▶ [EXERCISE DATA]

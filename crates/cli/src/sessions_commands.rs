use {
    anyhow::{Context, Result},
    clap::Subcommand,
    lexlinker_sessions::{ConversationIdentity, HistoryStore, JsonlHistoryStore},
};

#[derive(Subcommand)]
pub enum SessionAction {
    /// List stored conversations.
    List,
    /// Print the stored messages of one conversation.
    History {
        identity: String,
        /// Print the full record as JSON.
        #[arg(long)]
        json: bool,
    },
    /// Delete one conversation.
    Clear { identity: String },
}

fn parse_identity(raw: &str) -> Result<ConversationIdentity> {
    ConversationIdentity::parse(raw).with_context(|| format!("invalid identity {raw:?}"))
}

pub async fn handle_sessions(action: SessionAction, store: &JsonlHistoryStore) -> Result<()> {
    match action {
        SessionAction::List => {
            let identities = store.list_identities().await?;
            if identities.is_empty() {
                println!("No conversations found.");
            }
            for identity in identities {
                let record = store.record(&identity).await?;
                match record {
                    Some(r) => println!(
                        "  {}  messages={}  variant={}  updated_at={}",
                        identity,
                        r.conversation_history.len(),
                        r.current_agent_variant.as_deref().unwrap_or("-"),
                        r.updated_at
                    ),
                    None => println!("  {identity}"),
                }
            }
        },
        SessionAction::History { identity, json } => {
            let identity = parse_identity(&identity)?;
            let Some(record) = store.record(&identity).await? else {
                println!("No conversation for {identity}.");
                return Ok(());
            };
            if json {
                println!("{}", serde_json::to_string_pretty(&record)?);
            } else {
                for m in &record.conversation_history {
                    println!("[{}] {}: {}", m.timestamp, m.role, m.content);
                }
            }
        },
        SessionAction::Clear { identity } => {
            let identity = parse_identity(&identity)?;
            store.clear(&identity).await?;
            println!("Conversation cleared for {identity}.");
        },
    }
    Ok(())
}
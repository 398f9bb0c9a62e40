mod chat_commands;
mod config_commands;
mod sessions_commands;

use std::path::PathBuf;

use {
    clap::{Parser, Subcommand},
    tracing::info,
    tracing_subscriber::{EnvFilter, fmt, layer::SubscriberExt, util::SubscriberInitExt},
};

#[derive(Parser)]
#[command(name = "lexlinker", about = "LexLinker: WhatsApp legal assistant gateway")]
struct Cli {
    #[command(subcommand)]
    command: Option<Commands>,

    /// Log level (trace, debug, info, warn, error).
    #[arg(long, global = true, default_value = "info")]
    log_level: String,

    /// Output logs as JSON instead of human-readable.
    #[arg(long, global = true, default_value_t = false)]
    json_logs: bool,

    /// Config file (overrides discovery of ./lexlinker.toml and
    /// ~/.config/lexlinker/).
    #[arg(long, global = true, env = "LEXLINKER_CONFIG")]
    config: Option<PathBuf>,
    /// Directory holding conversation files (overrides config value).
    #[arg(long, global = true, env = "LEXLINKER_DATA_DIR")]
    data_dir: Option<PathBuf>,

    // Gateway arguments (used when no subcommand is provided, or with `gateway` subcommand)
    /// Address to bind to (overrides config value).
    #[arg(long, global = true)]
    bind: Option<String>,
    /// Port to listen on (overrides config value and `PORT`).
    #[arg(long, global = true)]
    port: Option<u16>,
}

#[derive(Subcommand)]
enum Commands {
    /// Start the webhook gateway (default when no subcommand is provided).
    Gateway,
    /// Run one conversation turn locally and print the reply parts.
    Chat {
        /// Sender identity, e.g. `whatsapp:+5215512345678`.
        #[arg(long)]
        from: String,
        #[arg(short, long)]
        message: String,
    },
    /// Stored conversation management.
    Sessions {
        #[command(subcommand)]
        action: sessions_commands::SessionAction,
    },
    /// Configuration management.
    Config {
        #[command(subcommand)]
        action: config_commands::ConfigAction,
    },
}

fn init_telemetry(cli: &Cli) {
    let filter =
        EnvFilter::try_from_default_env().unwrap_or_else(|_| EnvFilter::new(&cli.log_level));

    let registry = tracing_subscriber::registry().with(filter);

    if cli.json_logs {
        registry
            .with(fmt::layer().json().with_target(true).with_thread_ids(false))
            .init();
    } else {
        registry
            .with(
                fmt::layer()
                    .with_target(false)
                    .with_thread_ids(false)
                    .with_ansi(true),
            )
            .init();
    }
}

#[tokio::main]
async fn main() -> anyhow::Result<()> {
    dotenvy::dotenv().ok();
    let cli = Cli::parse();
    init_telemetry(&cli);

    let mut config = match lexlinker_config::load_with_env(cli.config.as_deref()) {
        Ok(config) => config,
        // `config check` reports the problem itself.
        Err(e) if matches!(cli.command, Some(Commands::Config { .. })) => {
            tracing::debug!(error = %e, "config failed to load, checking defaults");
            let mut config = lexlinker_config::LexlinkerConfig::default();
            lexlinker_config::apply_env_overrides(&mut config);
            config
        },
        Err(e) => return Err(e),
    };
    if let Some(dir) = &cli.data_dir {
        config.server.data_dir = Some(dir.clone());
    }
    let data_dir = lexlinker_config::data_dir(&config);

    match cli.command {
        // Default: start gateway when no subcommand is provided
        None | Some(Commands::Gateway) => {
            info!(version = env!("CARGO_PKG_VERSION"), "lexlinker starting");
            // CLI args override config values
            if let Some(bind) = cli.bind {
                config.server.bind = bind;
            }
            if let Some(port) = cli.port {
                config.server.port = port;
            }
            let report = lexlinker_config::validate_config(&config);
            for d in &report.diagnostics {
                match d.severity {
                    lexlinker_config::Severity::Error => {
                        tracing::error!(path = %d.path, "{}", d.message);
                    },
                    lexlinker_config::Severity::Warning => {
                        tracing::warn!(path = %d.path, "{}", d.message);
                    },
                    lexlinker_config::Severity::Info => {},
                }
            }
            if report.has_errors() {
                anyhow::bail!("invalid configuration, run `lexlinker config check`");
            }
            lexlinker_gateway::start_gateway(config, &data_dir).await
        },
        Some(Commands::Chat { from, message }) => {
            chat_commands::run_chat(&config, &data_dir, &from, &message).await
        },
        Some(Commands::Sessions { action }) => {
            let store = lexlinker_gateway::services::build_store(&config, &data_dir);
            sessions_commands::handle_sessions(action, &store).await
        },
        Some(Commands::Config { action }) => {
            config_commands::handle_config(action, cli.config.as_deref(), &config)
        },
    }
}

▶ [TASK ITEM] What you return should be the lines from the start of the data through the line with "record as JSON.", quoted exactly and nothing more.

▶ [WRITTEN ANSWER]
filename crates/cli/src/sessions_commands.rs
use {
    anyhow::{Context, Result},
    clap::Subcommand,
    lexlinker_sessions::{ConversationIdentity, HistoryStore, JsonlHistoryStore},
};

#[derive(Subcommand)]
pub enum SessionAction {
    /// List stored conversations.
    List,
    /// Print the stored messages of one conversation.
    History {
        identity: String,
        /// Print the full record as JSON.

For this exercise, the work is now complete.